Suicide claims the lives of 38,000 Americans a year — more than
 car accidents, prostate cancer or homicides, according to the Centers for
 Disease Control and Prevention. About 90% of suicides are related to mental
 illness, says Thomas Insel, director of the National Institute of Mental
 Health.
People with mental illness die early for a variety of reasons,
 Insel says. Some are victimized by violence. Others are too sick to take care
 of their health. On average, people with serious mental illness die up to 23
 years sooner than other Americans, giving them a life expectancy on par with
 people in Bangladesh, Insel says.
Many with untreated mental illness are too sick to work. Insel
 notes that 44% of those receiving federal disability payments have a serious
 mental illness.
“The way we pay for mental
 health today is the most expensive way possible”
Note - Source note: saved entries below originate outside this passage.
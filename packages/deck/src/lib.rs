#![cfg_attr(feature = "fail-on-warnings", deny(warnings))]
#![warn(clippy::all, clippy::pedantic, clippy::nursery, clippy::cargo)]
#![allow(clippy::multiple_crate_versions, clippy::cargo_common_metadata)]

//! Fixed slide content that carries data rather than prose.
//!
//! [`stations`] holds the transport triangle facts, including the Camden
//! Town passenger growth series. [`cycle`] describes the supply and local
//! impact cycle and renders it as Graphviz DOT.

pub mod cycle;
pub mod stations;
//! Plain-text renderings of each deck view.

use std::fmt::Write as _;

use camden_assets::IntegrityReport;
use camden_cli_utils::{Align, TextTable};
use camden_commodity::CommodityRow;
use camden_deck::stations::Station;
use camden_incident::RankedIncidents;
use camden_incident::ranking::category_breakdown;

/// Renders the ranked locations with one column per category, largest
/// location first.
pub fn top_locations(ranked: &RankedIncidents) -> String {
    let mut out = format!("Total Incidents: {}\n\n", ranked.grand_total);

    if ranked.is_empty() {
        out.push_str("No incidents recorded.\n");
        return out;
    }

    let series = category_breakdown(ranked);

    let mut headers: Vec<(&str, Align)> = vec![("Location", Align::Left)];
    headers.extend(series.iter().map(|s| (s.category.as_ref(), Align::Right)));
    headers.push(("Total", Align::Right));
    let mut table = TextTable::new(&headers);

    for (slot, location) in ranked.top_locations.iter().enumerate().rev() {
        let mut row = vec![location.clone()];
        let mut total: u64 = 0;
        for s in &series {
            total = total.saturating_add(s.counts[slot]);
            row.push(s.counts[slot].to_string());
        }
        row.push(total.to_string());
        table.push(row);
    }

    out.push_str(&table.render());
    out
}

/// Renders the commodity comparison, highest value first.
pub fn commodities(rows: &[CommodityRow], revealed: bool) -> String {
    let mut table = TextTable::new(&[
        ("Commodity", Align::Left),
        ("Value", Align::Right),
        ("Type", Align::Left),
    ]);

    for row in rows {
        table.push(vec![
            row.commodity.clone(),
            format!("£{:.1}B", row.value),
            row.kind.to_string(),
        ]);
    }

    let mut out = table.render();
    if !revealed {
        out.push_str("\n(illicit market hidden)\n");
    }
    out
}

/// Renders the transport hub facts.
pub fn stations(stations: &[Station]) -> String {
    let mut out = String::new();

    for station in stations {
        let _ = writeln!(out, "{}", station.name);
        if let Some(usage) = station.yearly_usage {
            let label = station.usage_label.unwrap_or_default();
            let _ = writeln!(out, "  Yearly usage: {} {label}", group_thousands(usage));
        }
        let _ = writeln!(out, "  {}", station.info);
        for phase in &station.growth {
            let [start, end] = phase.points;
            let _ = writeln!(
                out,
                "  {}: {} {:.2}M -> {} {:.2}M",
                phase.name,
                start.year,
                start.passengers_millions,
                end.year,
                end.passengers_millions
            );
        }
        out.push('\n');
    }

    out
}

/// Renders an integrity report, one line per missing file.
pub fn integrity(report: &IntegrityReport) -> String {
    if report.is_complete() {
        return "All deck assets present.\n".to_string();
    }

    let mut out = String::new();
    for path in &report.missing_data {
        let _ = writeln!(out, "missing data:  {}", path.display());
    }
    for path in &report.missing_images {
        let _ = writeln!(out, "missing image: {}", path.display());
    }
    out
}

fn group_thousands(value: u64) -> String {
    let digits = value.to_string();
    let mut out = String::with_capacity(digits.len() + digits.len() / 3);
    for (i, c) in digits.chars().enumerate() {
        if i > 0 && (digits.len() - i) % 3 == 0 {
            out.push(',');
        }
        out.push(c);
    }
    out
}

#[cfg(test)]
mod tests {
    use std::path::PathBuf;

    use camden_commodity::{RevealState, table_for};
    use camden_incident::ranking::rank_top_locations;
    use camden_incident::{IncidentCategory, IncidentRecord};

    use super::*;

    #[test]
    fn top_locations_lists_largest_first() {
        let records = vec![
            IncidentRecord::new("A", IncidentCategory::Noise, 5),
            IncidentRecord::new("B", IncidentCategory::Noise, 3),
            IncidentRecord::new("A", IncidentCategory::Youths, 2),
        ];
        let text = top_locations(&rank_top_locations(&records, 20));

        assert!(text.starts_with("Total Incidents: 10\n"));
        let a = text.find("\nA ").unwrap();
        let b = text.find("\nB ").unwrap();
        assert!(a < b);
    }

    #[test]
    fn empty_ranking_says_so() {
        let text = top_locations(&rank_top_locations(&[], 20));
        assert_eq!(text, "Total Incidents: 0\n\nNo incidents recorded.\n");
    }

    #[test]
    fn hidden_table_notes_the_hidden_row() {
        let text = commodities(&table_for(RevealState::new()), false);
        assert!(!text.contains("Illicit Drugs"));
        assert!(text.contains("(illicit market hidden)"));
    }

    #[test]
    fn revealed_table_shows_illicit_value() {
        let mut state = RevealState::new();
        state.reveal();
        let text = commodities(&table_for(state), true);
        assert!(text.contains("Illicit Drugs"));
        assert!(text.contains("£9.4B"));
    }

    #[test]
    fn stations_show_grouped_usage() {
        let text = stations(&camden_deck::stations::stations());
        assert!(text.contains("35,959,980 High Volume"));
        assert!(text.contains("Recovery: 2020 5.51M -> 2021 9.12M"));
    }

    #[test]
    fn integrity_lists_missing_files() {
        let report = IntegrityReport {
            missing_data: vec![PathBuf::from("data.csv")],
            missing_images: vec![PathBuf::from("4.png")],
        };
        assert_eq!(
            integrity(&report),
            "missing data:  data.csv\nmissing image: 4.png\n"
        );
    }

    #[test]
    fn thousands_grouping() {
        assert_eq!(group_thousands(0), "0");
        assert_eq!(group_thousands(999), "999");
        assert_eq!(group_thousands(1_000), "1,000");
        assert_eq!(group_thousands(24_483_824), "24,483,824");
    }
}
THOMAS INSEL, DIRECTOR OF THE NATIONAL
 INSTITUTE OF MENTAL HEALTH
Mental illness costs Americans under 70 more years of healthy
 life than any other illness, Insel says. That's because mental illness, unlike
 cancer or heart disease, is not a disease of aging. It often develops when
 people are in the prime of life, arising during adolescence or young
 adulthood. Left untreated, mental illness can rob people of decades of health.
Although some may believe mental illness doesn't affect them,
 Insel notes that it costs the country at least $444 billion a year. Only about
 one-third of that total goes to medical care, Insel says. The bulk of the cost
 to society stems from disability payments and lost productivity. That total
 doesn't include caregivers' lost earnings or the tax dollars spent to build
 prisons.
These losses are especially tragic, Insel says, because of
 growing evidence that early intervention can prevent mentally ill people from
 deteriorating, halting what once seemed like an inevitable decline.
"The way we pay for mental health today is the most
 expensive way possible," Insel says. "We don't provide support
 early, so we end up paying for lifelong support."